My story is pretty simple. I moved to the US, ran a creative agency, and saw firsthand how confused brands were when AI platforms started influencing buying decisions. There was no clear playbook, so we started creating one. That eventually became U&AI.
Today we work with brands that want to stay ahead of how AI shapes their reputation, their visibility, and their sales. It is a new category, which is exactly why it is exciting to build.
Great, so let’s dive into your journey a bit more. Who were you before the world told you who you had to be?
I was a creative director long before anyone gave me a title for it. That was always the core. I loved taking something complicated and turning it into a clear story people could connect to.
AI did not replace that part of me. It changed the environment around me, which forced me to evolve. I am still a creative director, but the stories I tell now are different. Instead of brands fighting for space on social media, we are shaping how they show up inside AI platforms.
So I did not lose my identity. I just moved it into a new medium. Creativity is still the job.
What did suffering teach you that success never could?
Suffering taught me things that a successful job in an advertising agency never could. As a creative director inside an agency, you live in a very defined world. You know your craft. You lead the work. You guide teams. You shape ideas. But everything around you is handled by someone else. HR filters candidates. Finance handles taxes. Strategy handles projections. Leadership deals with business plans and pivots. Your job is to create.
When you leave that and build your own company, the entire world shifts. Suddenly you are the one hiring people, and there is no HR handing you a clean list of candidates. You are the one dealing with taxes, cash flow, legal documents, business models, projections, pricing, fundraising, and mistakes you never imagined you would need to understand. You go from being an expert in one area to being a beginner in twenty.
That shift comes with struggle. Real struggle. You have days where you feel completely lost, days where you question whether you should have stayed in your comfortable, successful job, and days where you are teaching yourself skills that other people spend careers mastering. There are moments where it feels like too much.
But that process builds a type of resilience that success never gives you. You stop depending on a system to hold you up. You learn how to operate in uncertainty. You learn how to make decisions without all the information. You learn how to trust yourself, even when you are not sure you are right. And you learn how to keep going, even on the days when the only person who believes in the vision is you.

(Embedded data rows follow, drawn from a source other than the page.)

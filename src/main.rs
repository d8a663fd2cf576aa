// onedl - CLI front end for the download pipeline

use clap::{Parser, ValueEnum};
use std::path::PathBuf;
use std::process::ExitCode;

use onedl_lib::downloader::backends::YtDlpFetcher;
use onedl_lib::downloader::quality;
use onedl_lib::downloader::{
    DownloadConfig, DownloadSession, FormatSpec, HistoryStore, Item, ItemResolver, LogObserver,
    MediaSource, Mode,
};

#[derive(Debug, Clone, Copy, PartialEq, Eq, ValueEnum)]
enum ModeArg {
    Video,
    Audio,
}

impl From<ModeArg> for Mode {
    fn from(arg: ModeArg) -> Self {
        match arg {
            ModeArg::Video => Mode::Video,
            ModeArg::Audio => Mode::Audio,
        }
    }
}

#[derive(Parser, Debug)]
#[command(name = "onedl", about = "YouTube downloader driving yt-dlp", version)]
struct Args {
    /// Video or playlist URL
    url: Option<String>,

    /// Treat the given URL as a playlist (sequential)
    #[arg(long)]
    playlist: bool,

    /// Download mode
    #[arg(long, value_enum, default_value_t = ModeArg::Video)]
    mode: ModeArg,

    /// Quality choice key (video 1-5, audio 1-4); defaults when omitted
    #[arg(long)]
    quality: Option<String>,

    /// Path to a cookies.txt file
    #[arg(long)]
    cookiefile: Option<PathBuf>,

    /// Save directory (default: per-platform downloads folder)
    #[arg(long)]
    save_path: Option<PathBuf>,

    /// File with one URL per line; blank lines and # comments are skipped
    #[arg(long)]
    batch_file: Option<PathBuf>,

    /// Set downloaded files' mtime to now instead of the source timestamp
    #[arg(long)]
    force_current_mtime: bool,
}

#[tokio::main]
async fn main() -> ExitCode {
    env_logger::Builder::from_env(env_logger::Env::default().default_filter_or("info")).init();
    let args = Args::parse();

    let mode = Mode::from(args.mode);
    let mut config = DownloadConfig::default()
        .with_cookie_file(args.cookiefile)
        .with_force_current_mtime(args.force_current_mtime);
    if let Some(path) = args.save_path {
        config = config.with_save_path(path);
    }

    let fetcher = YtDlpFetcher::new();
    let resolver = ItemResolver::new(&fetcher);
    let cookie = config.cookie_file.clone();

    // Resolve the requested URL(s) into download sources
    let (sources, resolved_items) = if let Some(batch) = &args.batch_file {
        let urls = match read_batch_file(batch) {
            Ok(urls) if !urls.is_empty() => urls,
            Ok(_) => {
                log::error!("Batch file {} contains no URLs", batch.display());
                return ExitCode::FAILURE;
            }
            Err(e) => {
                log::error!("Could not read batch file {}: {}", batch.display(), e);
                return ExitCode::FAILURE;
            }
        };
        (urls.into_iter().map(MediaSource::Unresolved).collect(), vec![])
    } else {
        let url = match &args.url {
            Some(url) => url.clone(),
            None => {
                log::error!("No URL given; pass a URL or --batch-file");
                return ExitCode::FAILURE;
            }
        };

        log::info!("Fetching {} information...", if args.playlist { "playlist" } else { "video" });
        let items = match resolver.resolve(&url, args.playlist, cookie.as_deref()).await {
            Ok(items) => items,
            Err(e) => {
                // Fatal: nothing to download, no history entry is written
                log::error!("Could not fetch info for {}: {}", url, e);
                return ExitCode::FAILURE;
            }
        };
        (
            items.iter().cloned().map(MediaSource::Resolved).collect::<Vec<_>>(),
            items,
        )
    };

    // The size table is a decision aid; skip it when the choice was
    // already made on the command line
    if args.quality.is_none() {
        print_projection(&resolved_items, mode);
    }

    let choice = quality::resolve_choice(mode, args.quality.as_deref().unwrap_or(""));
    log::info!("Selected {} quality: {}", mode, choice.label());
    let spec = FormatSpec::from_choice(&choice);

    let observer = LogObserver;
    let session_runner = DownloadSession::new(&fetcher, config.clone()).with_observer(&observer);
    let session = match session_runner.run(&sources, &spec).await {
        Ok(session) => session,
        Err(e) => {
            log::error!("{}", e);
            return ExitCode::FAILURE;
        }
    };

    let store = HistoryStore::new(config.history_file());
    if let Err(e) = store.append(&session) {
        log::error!("Could not record session history: {}", e);
    } else {
        log::info!(
            "Session {} recorded in {}",
            session.session_id,
            store.path().display()
        );
    }

    ExitCode::SUCCESS
}

/// Size projections per quality option, shown before committing. Shallow
/// or batch sources have duration 0 and project to 0 MB.
fn print_projection(items: &[Item], mode: Mode) {
    if items.is_empty() {
        return;
    }
    println!("Projected sizes ({} item(s)):", items.len());
    for (opt, total_mb) in quality::project(items, mode) {
        match mode {
            Mode::Video => println!("{}. {} - approx. {} MB", opt.key, opt.label, total_mb),
            Mode::Audio => println!("{}. {} kbps - approx. {} MB", opt.key, opt.label, total_mb),
        }
    }
}

fn read_batch_file(path: &PathBuf) -> std::io::Result<Vec<String>> {
    let text = std::fs::read_to_string(path)?;
    Ok(text
        .lines()
        .map(str::trim)
        .filter(|line| !line.is_empty() && !line.starts_with('#'))
        .map(str::to_string)
        .collect())
}

#[cfg(test)]
mod tests {
    use super::*;

    #[test]
    fn quality_flag_suppresses_the_projection_table() {
        let args = Args::parse_from(["onedl", "https://v/1"]);
        assert!(args.quality.is_none());

        let args = Args::parse_from(["onedl", "https://v/1", "--quality", "2"]);
        assert_eq!(args.quality.as_deref(), Some("2"));
    }

    #[test]
    fn batch_file_skips_blanks_and_comments() {
        let dir = tempfile::tempdir().unwrap();
        let batch = dir.path().join("urls.txt");
        std::fs::write(&batch, "https://v/1\n\n# comment\n  https://v/2  \n").unwrap();

        let urls = read_batch_file(&batch).unwrap();
        assert_eq!(urls, ["https://v/1", "https://v/2"]);
    }
}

That is what suffering taught me. It turned me from a creative director inside a system into someone who had to build an entirely new system. And that growth, as painful as it is, is what eventually turns the struggle into success.
Sure, so let’s go deeper into your values and how you think. What are the biggest lies your industry tells itself?
The biggest lie right now is that anyone is an expert in AEO. The field is basically being born in real time. There is no ten-year playbook, no industry standard, no person who truly “knows” how this space will look a year from now.
People project confidence and talk like they can predict the future of AI platforms, but the truth is simple: we have no idea. None of us. We live from hypothesis to hypothesis. Something works for a few months, then the platforms change, and you have to rebuild your thinking from scratch.
The people who actually win in this space are the ones who admit they do not fully know. They learn fast. They switch directions when the data proves them wrong. They adapt without taking it personally. They evolve with the platforms instead of pretending to control them.
There are no experts here yet. There are only people who are willing to learn faster than everyone else.
Okay, so before we go, let’s tackle one more area. What is the story you hope people tell about you when you’re gone?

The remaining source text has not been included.